TRY IT - Return each line of the listing that follows in which the string "mockall" can be found.

EXTRACTED DATA -
--*--

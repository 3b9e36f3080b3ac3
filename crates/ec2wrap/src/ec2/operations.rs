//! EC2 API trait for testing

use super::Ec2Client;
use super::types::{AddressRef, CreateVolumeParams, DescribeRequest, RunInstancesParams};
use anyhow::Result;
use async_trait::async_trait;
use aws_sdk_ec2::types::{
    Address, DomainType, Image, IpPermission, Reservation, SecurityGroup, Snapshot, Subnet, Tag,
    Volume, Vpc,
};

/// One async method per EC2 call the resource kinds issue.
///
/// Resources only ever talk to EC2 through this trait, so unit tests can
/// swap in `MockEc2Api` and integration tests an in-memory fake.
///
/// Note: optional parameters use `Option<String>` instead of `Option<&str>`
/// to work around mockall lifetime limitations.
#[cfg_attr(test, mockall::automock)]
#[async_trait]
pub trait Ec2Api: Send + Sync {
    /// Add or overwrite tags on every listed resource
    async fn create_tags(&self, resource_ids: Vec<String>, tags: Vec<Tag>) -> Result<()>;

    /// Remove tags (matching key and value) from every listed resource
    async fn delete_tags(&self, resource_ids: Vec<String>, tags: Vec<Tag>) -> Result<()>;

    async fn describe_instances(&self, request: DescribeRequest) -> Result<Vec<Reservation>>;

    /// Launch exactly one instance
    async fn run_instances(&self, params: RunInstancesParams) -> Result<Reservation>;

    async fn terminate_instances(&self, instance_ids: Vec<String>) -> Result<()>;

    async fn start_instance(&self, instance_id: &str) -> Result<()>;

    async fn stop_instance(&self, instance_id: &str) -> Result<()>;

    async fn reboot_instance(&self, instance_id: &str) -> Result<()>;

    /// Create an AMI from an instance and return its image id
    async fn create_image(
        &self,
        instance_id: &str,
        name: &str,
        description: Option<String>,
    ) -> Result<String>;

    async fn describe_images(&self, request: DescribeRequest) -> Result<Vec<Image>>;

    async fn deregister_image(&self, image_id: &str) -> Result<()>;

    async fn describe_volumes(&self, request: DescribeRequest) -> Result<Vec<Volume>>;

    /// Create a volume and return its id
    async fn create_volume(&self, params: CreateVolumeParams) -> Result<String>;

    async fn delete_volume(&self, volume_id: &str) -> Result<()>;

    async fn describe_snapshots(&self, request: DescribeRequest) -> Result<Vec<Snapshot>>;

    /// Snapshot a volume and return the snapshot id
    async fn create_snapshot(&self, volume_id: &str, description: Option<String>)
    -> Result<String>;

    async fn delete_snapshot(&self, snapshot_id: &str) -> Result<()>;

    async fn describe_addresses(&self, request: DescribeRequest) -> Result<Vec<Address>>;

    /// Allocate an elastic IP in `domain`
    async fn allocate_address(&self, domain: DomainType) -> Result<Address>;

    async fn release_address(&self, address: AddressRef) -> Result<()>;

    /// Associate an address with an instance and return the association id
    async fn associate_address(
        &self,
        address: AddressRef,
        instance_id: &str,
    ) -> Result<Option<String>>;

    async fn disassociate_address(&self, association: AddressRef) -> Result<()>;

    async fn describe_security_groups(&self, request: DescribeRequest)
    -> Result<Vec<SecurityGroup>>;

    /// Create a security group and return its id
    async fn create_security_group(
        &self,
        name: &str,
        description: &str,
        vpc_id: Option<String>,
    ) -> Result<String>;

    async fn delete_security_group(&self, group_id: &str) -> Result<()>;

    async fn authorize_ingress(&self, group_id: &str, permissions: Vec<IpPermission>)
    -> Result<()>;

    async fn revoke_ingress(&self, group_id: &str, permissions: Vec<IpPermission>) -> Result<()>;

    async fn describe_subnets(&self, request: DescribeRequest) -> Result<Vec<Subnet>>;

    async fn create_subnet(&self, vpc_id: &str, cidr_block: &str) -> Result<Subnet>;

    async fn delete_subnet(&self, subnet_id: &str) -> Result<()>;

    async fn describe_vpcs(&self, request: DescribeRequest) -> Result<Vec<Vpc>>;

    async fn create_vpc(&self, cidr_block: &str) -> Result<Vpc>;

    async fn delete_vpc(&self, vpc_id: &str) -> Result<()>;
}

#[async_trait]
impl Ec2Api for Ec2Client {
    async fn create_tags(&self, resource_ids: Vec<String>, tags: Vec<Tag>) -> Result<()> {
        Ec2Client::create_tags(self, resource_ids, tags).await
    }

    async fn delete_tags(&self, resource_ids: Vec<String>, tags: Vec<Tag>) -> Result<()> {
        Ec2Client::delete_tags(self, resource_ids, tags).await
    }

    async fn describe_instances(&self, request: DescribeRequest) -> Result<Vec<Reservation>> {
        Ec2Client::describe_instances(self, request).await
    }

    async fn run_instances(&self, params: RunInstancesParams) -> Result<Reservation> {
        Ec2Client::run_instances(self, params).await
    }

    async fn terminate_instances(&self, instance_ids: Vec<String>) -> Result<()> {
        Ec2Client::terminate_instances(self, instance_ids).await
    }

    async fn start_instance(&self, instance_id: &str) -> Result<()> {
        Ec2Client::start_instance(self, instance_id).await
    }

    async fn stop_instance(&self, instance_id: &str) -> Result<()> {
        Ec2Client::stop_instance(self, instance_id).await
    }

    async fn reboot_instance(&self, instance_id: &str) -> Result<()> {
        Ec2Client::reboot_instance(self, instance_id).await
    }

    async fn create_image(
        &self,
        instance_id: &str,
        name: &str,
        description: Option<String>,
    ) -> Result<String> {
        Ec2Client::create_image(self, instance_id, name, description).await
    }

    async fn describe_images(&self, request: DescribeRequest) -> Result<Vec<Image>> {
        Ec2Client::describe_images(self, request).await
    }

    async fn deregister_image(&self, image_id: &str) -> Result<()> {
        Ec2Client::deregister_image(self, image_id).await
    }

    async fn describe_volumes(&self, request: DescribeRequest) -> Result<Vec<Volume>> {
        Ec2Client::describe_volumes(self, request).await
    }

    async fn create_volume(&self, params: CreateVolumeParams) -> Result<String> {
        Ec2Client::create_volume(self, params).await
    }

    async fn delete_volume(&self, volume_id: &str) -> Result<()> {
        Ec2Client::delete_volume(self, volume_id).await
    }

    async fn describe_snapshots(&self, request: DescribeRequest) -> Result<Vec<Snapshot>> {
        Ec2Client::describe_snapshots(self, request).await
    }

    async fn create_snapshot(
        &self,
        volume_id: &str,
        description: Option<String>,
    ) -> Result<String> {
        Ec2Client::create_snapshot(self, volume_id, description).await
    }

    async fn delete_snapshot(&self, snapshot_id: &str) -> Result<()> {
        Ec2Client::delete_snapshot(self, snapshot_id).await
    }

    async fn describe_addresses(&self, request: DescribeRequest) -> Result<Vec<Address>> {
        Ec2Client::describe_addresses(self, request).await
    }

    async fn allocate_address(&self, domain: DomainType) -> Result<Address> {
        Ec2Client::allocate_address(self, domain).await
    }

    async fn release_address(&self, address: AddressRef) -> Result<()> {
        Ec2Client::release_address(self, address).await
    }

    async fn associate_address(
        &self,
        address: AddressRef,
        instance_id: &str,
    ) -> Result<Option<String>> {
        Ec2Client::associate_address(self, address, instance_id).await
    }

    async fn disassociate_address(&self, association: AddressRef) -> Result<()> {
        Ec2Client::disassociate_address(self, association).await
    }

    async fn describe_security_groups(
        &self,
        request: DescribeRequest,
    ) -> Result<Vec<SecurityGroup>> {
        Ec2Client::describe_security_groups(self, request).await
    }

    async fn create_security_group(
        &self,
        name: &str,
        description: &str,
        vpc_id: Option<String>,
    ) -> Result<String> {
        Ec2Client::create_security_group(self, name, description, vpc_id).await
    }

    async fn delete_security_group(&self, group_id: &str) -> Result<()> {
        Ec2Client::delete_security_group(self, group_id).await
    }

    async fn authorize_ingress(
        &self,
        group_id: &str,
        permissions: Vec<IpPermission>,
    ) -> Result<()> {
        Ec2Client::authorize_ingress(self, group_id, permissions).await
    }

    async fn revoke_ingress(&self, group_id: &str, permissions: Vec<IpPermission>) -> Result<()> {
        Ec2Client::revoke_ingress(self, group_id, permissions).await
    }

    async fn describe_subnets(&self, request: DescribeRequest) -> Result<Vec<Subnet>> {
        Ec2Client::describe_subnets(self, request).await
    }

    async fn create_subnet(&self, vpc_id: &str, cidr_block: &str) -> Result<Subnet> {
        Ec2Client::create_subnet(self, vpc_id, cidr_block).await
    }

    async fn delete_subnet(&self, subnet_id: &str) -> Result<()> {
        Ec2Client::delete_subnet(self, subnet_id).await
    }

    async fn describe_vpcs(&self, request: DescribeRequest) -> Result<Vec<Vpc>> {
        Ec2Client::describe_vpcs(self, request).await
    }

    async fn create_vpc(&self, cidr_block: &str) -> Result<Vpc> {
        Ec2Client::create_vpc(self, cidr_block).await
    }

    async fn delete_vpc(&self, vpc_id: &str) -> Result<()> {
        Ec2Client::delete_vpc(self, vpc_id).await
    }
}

--*--

REPLY TO THE EXERCISE -
/// to work around mockall lifetime limitations.
#[cfg_attr(test, mockall::automock)]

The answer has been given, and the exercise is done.